DATA UNDER STUDY >>
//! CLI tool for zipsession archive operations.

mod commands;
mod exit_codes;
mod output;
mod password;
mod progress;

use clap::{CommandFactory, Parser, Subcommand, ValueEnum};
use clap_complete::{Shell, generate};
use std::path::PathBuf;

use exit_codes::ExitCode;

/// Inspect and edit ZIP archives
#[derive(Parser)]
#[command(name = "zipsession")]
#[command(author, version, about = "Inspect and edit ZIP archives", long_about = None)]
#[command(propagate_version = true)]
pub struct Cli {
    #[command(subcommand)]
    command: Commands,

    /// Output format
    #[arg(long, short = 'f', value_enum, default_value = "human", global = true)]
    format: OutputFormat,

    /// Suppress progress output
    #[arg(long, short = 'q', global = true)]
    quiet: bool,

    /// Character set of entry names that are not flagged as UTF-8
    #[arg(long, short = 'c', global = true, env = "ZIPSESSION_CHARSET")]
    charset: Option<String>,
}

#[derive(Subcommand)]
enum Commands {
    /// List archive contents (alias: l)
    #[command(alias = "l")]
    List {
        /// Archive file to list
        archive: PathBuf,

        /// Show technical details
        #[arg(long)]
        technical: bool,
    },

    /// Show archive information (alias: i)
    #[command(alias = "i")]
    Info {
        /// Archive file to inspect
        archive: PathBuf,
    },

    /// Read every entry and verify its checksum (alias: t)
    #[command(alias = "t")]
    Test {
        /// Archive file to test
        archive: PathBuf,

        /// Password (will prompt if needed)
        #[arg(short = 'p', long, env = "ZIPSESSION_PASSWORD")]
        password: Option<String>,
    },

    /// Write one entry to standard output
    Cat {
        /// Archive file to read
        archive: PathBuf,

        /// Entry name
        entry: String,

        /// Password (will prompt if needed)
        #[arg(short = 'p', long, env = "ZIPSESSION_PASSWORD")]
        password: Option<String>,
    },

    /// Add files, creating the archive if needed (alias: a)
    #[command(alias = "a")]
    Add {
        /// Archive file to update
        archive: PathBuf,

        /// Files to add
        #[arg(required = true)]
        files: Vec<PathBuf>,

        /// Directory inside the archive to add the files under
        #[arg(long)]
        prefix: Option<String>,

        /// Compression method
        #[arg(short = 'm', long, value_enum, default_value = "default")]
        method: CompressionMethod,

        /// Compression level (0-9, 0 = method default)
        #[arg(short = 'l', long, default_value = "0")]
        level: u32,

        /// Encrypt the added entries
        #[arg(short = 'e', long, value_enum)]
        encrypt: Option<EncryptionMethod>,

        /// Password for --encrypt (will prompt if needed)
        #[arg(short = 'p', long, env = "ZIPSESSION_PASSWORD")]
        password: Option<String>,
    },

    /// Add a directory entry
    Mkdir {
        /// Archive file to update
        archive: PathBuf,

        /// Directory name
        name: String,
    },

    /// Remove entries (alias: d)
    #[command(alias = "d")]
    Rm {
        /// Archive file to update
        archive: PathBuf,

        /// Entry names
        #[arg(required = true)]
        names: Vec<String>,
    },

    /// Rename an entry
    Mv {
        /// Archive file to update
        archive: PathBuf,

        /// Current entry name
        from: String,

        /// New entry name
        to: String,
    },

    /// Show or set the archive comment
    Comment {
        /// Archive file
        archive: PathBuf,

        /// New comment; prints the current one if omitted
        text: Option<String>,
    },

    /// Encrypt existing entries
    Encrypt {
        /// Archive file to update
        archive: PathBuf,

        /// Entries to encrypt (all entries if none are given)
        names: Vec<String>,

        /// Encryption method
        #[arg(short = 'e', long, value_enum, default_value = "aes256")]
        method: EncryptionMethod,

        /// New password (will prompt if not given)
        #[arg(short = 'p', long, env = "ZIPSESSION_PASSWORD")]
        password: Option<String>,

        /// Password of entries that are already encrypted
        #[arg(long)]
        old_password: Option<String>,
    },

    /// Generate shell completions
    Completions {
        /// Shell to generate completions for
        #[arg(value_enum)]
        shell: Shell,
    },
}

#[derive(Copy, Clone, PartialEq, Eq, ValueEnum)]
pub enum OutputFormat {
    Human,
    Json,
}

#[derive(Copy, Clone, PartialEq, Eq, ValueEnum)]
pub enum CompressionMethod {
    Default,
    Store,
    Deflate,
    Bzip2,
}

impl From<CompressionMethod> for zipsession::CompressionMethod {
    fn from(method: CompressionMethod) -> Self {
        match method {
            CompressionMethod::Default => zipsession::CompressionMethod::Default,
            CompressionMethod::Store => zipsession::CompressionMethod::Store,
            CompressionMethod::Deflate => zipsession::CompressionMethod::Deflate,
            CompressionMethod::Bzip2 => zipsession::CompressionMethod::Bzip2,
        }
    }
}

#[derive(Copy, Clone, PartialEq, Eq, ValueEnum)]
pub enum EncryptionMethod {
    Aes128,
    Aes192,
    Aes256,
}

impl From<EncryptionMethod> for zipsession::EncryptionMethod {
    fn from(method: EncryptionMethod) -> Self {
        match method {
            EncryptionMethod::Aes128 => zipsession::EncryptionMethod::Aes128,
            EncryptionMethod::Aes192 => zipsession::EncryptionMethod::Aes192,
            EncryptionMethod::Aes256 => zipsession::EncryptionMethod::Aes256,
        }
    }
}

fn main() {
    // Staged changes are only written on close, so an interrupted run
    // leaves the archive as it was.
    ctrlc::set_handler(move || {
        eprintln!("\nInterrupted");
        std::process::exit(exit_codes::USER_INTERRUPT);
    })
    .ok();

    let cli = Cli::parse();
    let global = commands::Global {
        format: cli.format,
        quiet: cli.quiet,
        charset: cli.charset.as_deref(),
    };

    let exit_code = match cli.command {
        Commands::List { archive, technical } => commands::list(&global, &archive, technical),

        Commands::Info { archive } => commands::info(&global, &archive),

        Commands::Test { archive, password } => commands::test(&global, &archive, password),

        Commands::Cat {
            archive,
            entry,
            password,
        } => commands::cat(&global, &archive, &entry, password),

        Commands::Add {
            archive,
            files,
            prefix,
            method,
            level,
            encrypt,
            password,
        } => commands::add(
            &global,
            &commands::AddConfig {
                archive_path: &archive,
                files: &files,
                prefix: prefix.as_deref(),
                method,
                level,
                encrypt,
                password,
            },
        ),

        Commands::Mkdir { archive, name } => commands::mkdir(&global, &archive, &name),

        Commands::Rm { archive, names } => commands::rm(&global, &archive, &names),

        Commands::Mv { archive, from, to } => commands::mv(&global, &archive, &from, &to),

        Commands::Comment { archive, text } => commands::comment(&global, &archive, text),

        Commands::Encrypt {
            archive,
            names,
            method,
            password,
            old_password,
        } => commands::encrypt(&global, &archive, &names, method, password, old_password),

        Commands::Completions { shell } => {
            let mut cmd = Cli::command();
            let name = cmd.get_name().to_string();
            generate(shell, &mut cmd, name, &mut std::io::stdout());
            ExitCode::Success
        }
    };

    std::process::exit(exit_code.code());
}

YOUR TASK >> A word-for-word repeat of the full data is needed.

EXERCISE SOLUTION >>
//! CLI tool for zipsession archive operations.

mod commands;
mod exit_codes;
mod output;
mod password;
mod progress;

use clap::{CommandFactory, Parser, Subcommand, ValueEnum};
use clap_complete::{Shell, generate};
use std::path::PathBuf;

use exit_codes::ExitCode;

/// Inspect and edit ZIP archives
#[derive(Parser)]
#[command(name = "zipsession")]
#[command(author, version, about = "Inspect and edit ZIP archives", long_about = None)]
#[command(propagate_version = true)]
pub struct Cli {
    #[command(subcommand)]
    command: Commands,

    /// Output format
    #[arg(long, short = 'f', value_enum, default_value = "human", global = true)]
    format: OutputFormat,

    /// Suppress progress output
    #[arg(long, short = 'q', global = true)]
    quiet: bool,

    /// Character set of entry names that are not flagged as UTF-8
    #[arg(long, short = 'c', global = true, env = "ZIPSESSION_CHARSET")]
    charset: Option<String>,
}

#[derive(Subcommand)]
enum Commands {
    /// List archive contents (alias: l)
    #[command(alias = "l")]
    List {
        /// Archive file to list
        archive: PathBuf,

        /// Show technical details
        #[arg(long)]
        technical: bool,
    },

    /// Show archive information (alias: i)
    #[command(alias = "i")]
    Info {
        /// Archive file to inspect
        archive: PathBuf,
    },

    /// Read every entry and verify its checksum (alias: t)
    #[command(alias = "t")]
    Test {
        /// Archive file to test
        archive: PathBuf,

        /// Password (will prompt if needed)
        #[arg(short = 'p', long, env = "ZIPSESSION_PASSWORD")]
        password: Option<String>,
    },

    /// Write one entry to standard output
    Cat {
        /// Archive file to read
        archive: PathBuf,

        /// Entry name
        entry: String,

        /// Password (will prompt if needed)
        #[arg(short = 'p', long, env = "ZIPSESSION_PASSWORD")]
        password: Option<String>,
    },

    /// Add files, creating the archive if needed (alias: a)
    #[command(alias = "a")]
    Add {
        /// Archive file to update
        archive: PathBuf,

        /// Files to add
        #[arg(required = true)]
        files: Vec<PathBuf>,

        /// Directory inside the archive to add the files under
        #[arg(long)]
        prefix: Option<String>,

        /// Compression method
        #[arg(short = 'm', long, value_enum, default_value = "default")]
        method: CompressionMethod,

        /// Compression level (0-9, 0 = method default)
        #[arg(short = 'l', long, default_value = "0")]
        level: u32,

        /// Encrypt the added entries
        #[arg(short = 'e', long, value_enum)]
        encrypt: Option<EncryptionMethod>,

        /// Password for --encrypt (will prompt if needed)
        #[arg(short = 'p', long, env = "ZIPSESSION_PASSWORD")]
        password: Option<String>,
    },

    /// Add a directory entry
    Mkdir {
        /// Archive file to update
        archive: PathBuf,

        /// Directory name
        name: String,
    },

    /// Remove entries (alias: d)
    #[command(alias = "d")]
    Rm {
        /// Archive file to update
        archive: PathBuf,

        /// Entry names
        #[arg(required = true)]
        names: Vec<String>,
    },

    /// Rename an entry
    Mv {
        /// Archive file to update
        archive: PathBuf,

        /// Current entry name
        from: String,

        /// New entry name
        to: String,
    },

    /// Show or set the archive comment
    Comment {
        /// Archive file
        archive: PathBuf,

        /// New comment; prints the current one if omitted
        text: Option<String>,
    },

    /// Encrypt existing entries
    Encrypt {
        /// Archive file to update
        archive: PathBuf,

        /// Entries to encrypt (all entries if none are given)
        names: Vec<String>,

        /// Encryption method
        #[arg(short = 'e', long, value_enum, default_value = "aes256")]
        method: EncryptionMethod,

        /// New password (will prompt if not given)
        #[arg(short = 'p', long, env = "ZIPSESSION_PASSWORD")]
        password: Option<String>,

        /// Password of entries that are already encrypted
        #[arg(long)]
        old_password: Option<String>,
    },

    /// Generate shell completions
    Completions {
        /// Shell to generate completions for
        #[arg(value_enum)]
        shell: Shell,
    },
}

#[derive(Copy, Clone, PartialEq, Eq, ValueEnum)]
pub enum OutputFormat {
    Human,
    Json,
}

#[derive(Copy, Clone, PartialEq, Eq, ValueEnum)]
pub enum CompressionMethod {
    Default,
    Store,
    Deflate,
    Bzip2,
}

impl From<CompressionMethod> for zipsession::CompressionMethod {
    fn from(method: CompressionMethod) -> Self {
        match method {
            CompressionMethod::Default => zipsession::CompressionMethod::Default,
            CompressionMethod::Store => zipsession::CompressionMethod::Store,
            CompressionMethod::Deflate => zipsession::CompressionMethod::Deflate,
            CompressionMethod::Bzip2 => zipsession::CompressionMethod::Bzip2,
        }
    }
}

#[derive(Copy, Clone, PartialEq, Eq, ValueEnum)]
pub enum EncryptionMethod {
    Aes128,
    Aes192,
    Aes256,
}

impl From<EncryptionMethod> for zipsession::EncryptionMethod {
    fn from(method: EncryptionMethod) -> Self {
        match method {
            EncryptionMethod::Aes128 => zipsession::EncryptionMethod::Aes128,
            EncryptionMethod::Aes192 => zipsession::EncryptionMethod::Aes192,
            EncryptionMethod::Aes256 => zipsession::EncryptionMethod::Aes256,
        }
    }
}

fn main() {
    // Staged changes are only written on close, so an interrupted run
    // leaves the archive as it was.
    ctrlc::set_handler(move || {
        eprintln!("\nInterrupted");
        std::process::exit(exit_codes::USER_INTERRUPT);
    })
    .ok();

    let cli = Cli::parse();
    let global = commands::Global {
        format: cli.format,
        quiet: cli.quiet,
        charset: cli.charset.as_deref(),
    };

    let exit_code = match cli.command {
        Commands::List { archive, technical } => commands::list(&global, &archive, technical),

        Commands::Info { archive } => commands::info(&global, &archive),

        Commands::Test { archive, password } => commands::test(&global, &archive, password),

        Commands::Cat {
            archive,
            entry,
            password,
        } => commands::cat(&global, &archive, &entry, password),

        Commands::Add {
            archive,
            files,
            prefix,
            method,
            level,
            encrypt,
            password,
        } => commands::add(
            &global,
            &commands::AddConfig {
                archive_path: &archive,
                files: &files,
                prefix: prefix.as_deref(),
                method,
                level,
                encrypt,
                password,
            },
        ),

        Commands::Mkdir { archive, name } => commands::mkdir(&global, &archive, &name),

        Commands::Rm { archive, names } => commands::rm(&global, &archive, &names),

        Commands::Mv { archive, from, to } => commands::mv(&global, &archive, &from, &to),

        Commands::Comment { archive, text } => commands::comment(&global, &archive, text),

        Commands::Encrypt {
            archive,
            names,
            method,
            password,
            old_password,
        } => commands::encrypt(&global, &archive, &names, method, password, old_password),

        Commands::Completions { shell } => {
            let mut cmd = Cli::command();
            let name = cmd.get_name().to_string();
            generate(shell, &mut cmd, name, &mut std::io::stdout());
            ExitCode::Success
        }
    };

    std::process::exit(exit_code.code());
}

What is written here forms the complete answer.